Problem details
Only the lines from the top of the data through the one with "use crate::error::ConversionError;" are to be written out, each exactly as it stands.

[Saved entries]

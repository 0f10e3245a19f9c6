//! v1 policy/profile rule conversion
//!
//! v1 rules are flat (`src_net`, `!dst_ports`, `src_tag` ...); v3 rules group
//! match criteria under `source` and `destination`. Tags have no v3
//! equivalent and become `has(<tag>)` selector terms.

use super::fields::{describe, parse_cidr, Fields};
use crate::error::ConversionError;
use serde_json::{json, Map, Value};

type Result<T> = std::result::Result<T, ConversionError>;

/// Convert the rule list stored under `key`
pub fn convert_rules(fields: &Fields<'_>, key: &str) -> Result<Vec<Value>> {
    fields
        .object_list(key)?
        .iter()
        .map(convert_rule)
        .collect()
}

/// Convert a single v1 rule
pub fn convert_rule(rule: &Fields<'_>) -> Result<Value> {
    let mut out = Map::new();

    let action = rule.str_req("action")?;
    out.insert("action".to_string(), Value::String(convert_action(rule, action)?));

    if let Some(version) = rule.u64_opt("ip_version")? {
        if version != 4 && version != 6 {
            return Err(ConversionError::invalid(rule.path("ip_version"), version.to_string(), "must be 4 or 6"));
        }
        out.insert("ipVersion".to_string(), json!(version));
    }

    if let Some(proto) = rule.raw("protocol") {
        out.insert("protocol".to_string(), convert_protocol(&rule.path("protocol"), proto)?);
    }
    if let Some(proto) = rule.raw("!protocol") {
        out.insert("notProtocol".to_string(), convert_protocol(&rule.path("!protocol"), proto)?);
    }

    if let Some(icmp) = convert_icmp(rule, "")? {
        out.insert("icmp".to_string(), icmp);
    }
    if let Some(icmp) = convert_icmp(rule, "!")? {
        out.insert("notICMP".to_string(), icmp);
    }

    let source = convert_entity(rule, "src")?;
    if !source.is_empty() {
        out.insert("source".to_string(), Value::Object(source));
    }
    let destination = convert_entity(rule, "dst")?;
    if !destination.is_empty() {
        out.insert("destination".to_string(), Value::Object(destination));
    }

    Ok(Value::Object(out))
}

fn convert_action(rule: &Fields<'_>, action: &str) -> Result<String> {
    let mapped = match action.to_ascii_lowercase().as_str() {
        "allow" => "Allow",
        "deny" => "Deny",
        "log" => "Log",
        "next-tier" => "Pass",
        _ => {
            return Err(ConversionError::invalid(
                rule.path("action"),
                action,
                "must be one of allow, deny, log, next-tier",
            ))
        }
    };
    Ok(mapped.to_string())
}

fn convert_protocol(field: &str, value: &Value) -> Result<Value> {
    match value {
        Value::String(name) => {
            let upper = name.to_ascii_uppercase();
            match upper.as_str() {
                "TCP" | "UDP" | "ICMP" | "ICMPV6" | "SCTP" | "UDPLITE" => Ok(Value::String(upper)),
                _ => match name.parse::<u8>() {
                    Ok(n) if n > 0 => Ok(json!(n)),
                    _ => Err(ConversionError::invalid(field, name.as_str(), "unknown protocol")),
                },
            }
        }
        Value::Number(n) => match n.as_u64() {
            Some(p) if (1..=255).contains(&p) => Ok(json!(p)),
            _ => Err(ConversionError::invalid(field, n.to_string(), "protocol number must be 1-255")),
        },
        other => Err(ConversionError::invalid(field, describe(other), "expected a protocol name or number")),
    }
}

fn convert_icmp(rule: &Fields<'_>, negation: &str) -> Result<Option<Value>> {
    let type_key = format!("{}icmp_type", negation);
    let code_key = format!("{}icmp_code", negation);
    let icmp_type = rule.u64_opt(&type_key)?;
    let icmp_code = rule.u64_opt(&code_key)?;

    if let Some(t) = icmp_type.filter(|t| *t > 254) {
        return Err(ConversionError::invalid(rule.path(&type_key), t.to_string(), "ICMP type must be 0-254"));
    }
    if let Some(c) = icmp_code.filter(|c| *c > 255) {
        return Err(ConversionError::invalid(rule.path(&code_key), c.to_string(), "ICMP code must be 0-255"));
    }

    match (icmp_type, icmp_code) {
        (None, None) => Ok(None),
        (None, Some(_)) => Err(ConversionError::missing(rule.path(&type_key))),
        (Some(t), code) => {
            let mut icmp = Map::new();
            icmp.insert("type".to_string(), json!(t));
            if let Some(c) = code {
                icmp.insert("code".to_string(), json!(c));
            }
            Ok(Some(Value::Object(icmp)))
        }
    }
}

/// Build the v3 `source`/`destination` block for the `src`/`dst` prefix
fn convert_entity(rule: &Fields<'_>, side: &str) -> Result<Map<String, Value>> {
    let mut entity = Map::new();

    for (negation, nets_key, selector_key, ports_key) in [
        ("", "nets", "selector", "ports"),
        ("!", "notNets", "notSelector", "notPorts"),
    ] {
        let nets = collect_nets(rule, negation, side)?;
        if !nets.is_empty() {
            entity.insert(nets_key.to_string(), json!(nets));
        }

        if let Some(selector) = combine_selector(rule, negation, side)? {
            entity.insert(selector_key.to_string(), Value::String(selector));
        }

        let ports_field = format!("{}{}_ports", negation, side);
        if let Some(ports) = rule.raw(&ports_field) {
            entity.insert(ports_key.to_string(), convert_ports(&rule.path(&ports_field), ports)?);
        }
    }

    Ok(entity)
}

fn collect_nets(rule: &Fields<'_>, negation: &str, side: &str) -> Result<Vec<String>> {
    let single_key = format!("{}{}_net", negation, side);
    let list_key = format!("{}{}_nets", negation, side);

    let mut nets = Vec::new();
    if let Some(net) = rule.str_opt(&single_key)? {
        nets.push(parse_cidr(&rule.path(&single_key), net, true)?);
    }
    for (idx, net) in rule.str_list(&list_key)?.iter().enumerate() {
        let field = format!("{}[{}]", rule.path(&list_key), idx);
        nets.push(parse_cidr(&field, net, true)?);
    }
    Ok(nets)
}

fn combine_selector(rule: &Fields<'_>, negation: &str, side: &str) -> Result<Option<String>> {
    let selector = rule.str_opt(&format!("{}{}_selector", negation, side))?;
    let tag = rule.str_opt(&format!("{}{}_tag", negation, side))?;

    Ok(match (selector.filter(|s| !s.is_empty()), tag.filter(|t| !t.is_empty())) {
        (None, None) => None,
        (Some(sel), None) => Some(sel.to_string()),
        (None, Some(tag)) => Some(format!("has({})", tag)),
        (Some(sel), Some(tag)) => Some(format!("({}) && has({})", sel, tag)),
    })
}

fn convert_ports(field: &str, value: &Value) -> Result<Value> {
    let Value::Array(items) = value else {
        return Err(ConversionError::invalid(field, describe(value), "expected a list of ports"));
    };

    let mut ports = Vec::with_capacity(items.len());
    for (idx, item) in items.iter().enumerate() {
        let item_field = format!("{}[{}]", field, idx);
        ports.push(convert_port(&item_field, item)?);
    }
    Ok(Value::Array(ports))
}

fn convert_port(field: &str, value: &Value) -> Result<Value> {
    let invalid = || ConversionError::invalid(field, describe(value), "expected a port (0-65535) or range 'min:max'");
    match value {
        Value::Number(n) => n
            .as_u64()
            .filter(|p| *p <= 65535)
            .map(|p| json!(p))
            .ok_or_else(invalid),
        Value::String(s) => {
            if let Ok(p) = s.parse::<u16>() {
                return Ok(json!(p));
            }
            let (min, max) = s.split_once(':').ok_or_else(invalid)?;
            let min: u16 = min.parse().map_err(|_| invalid())?;
            let max: u16 = max.parse().map_err(|_| invalid())?;
            if min > max {
                return Err(invalid());
            }
            Ok(Value::String(format!("{}:{}", min, max)))
        }
        _ => Err(invalid()),
    }
}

Exercise answer
repository 0f10e3245a19f9c6
//! v1 policy/profile rule conversion
//!
//! v1 rules are flat (`src_net`, `!dst_ports`, `src_tag` ...); v3 rules group
//! match criteria under `source` and `destination`. Tags have no v3
//! equivalent and become `has(<tag>)` selector terms.

use super::fields::{describe, parse_cidr, Fields};
use crate::error::ConversionError;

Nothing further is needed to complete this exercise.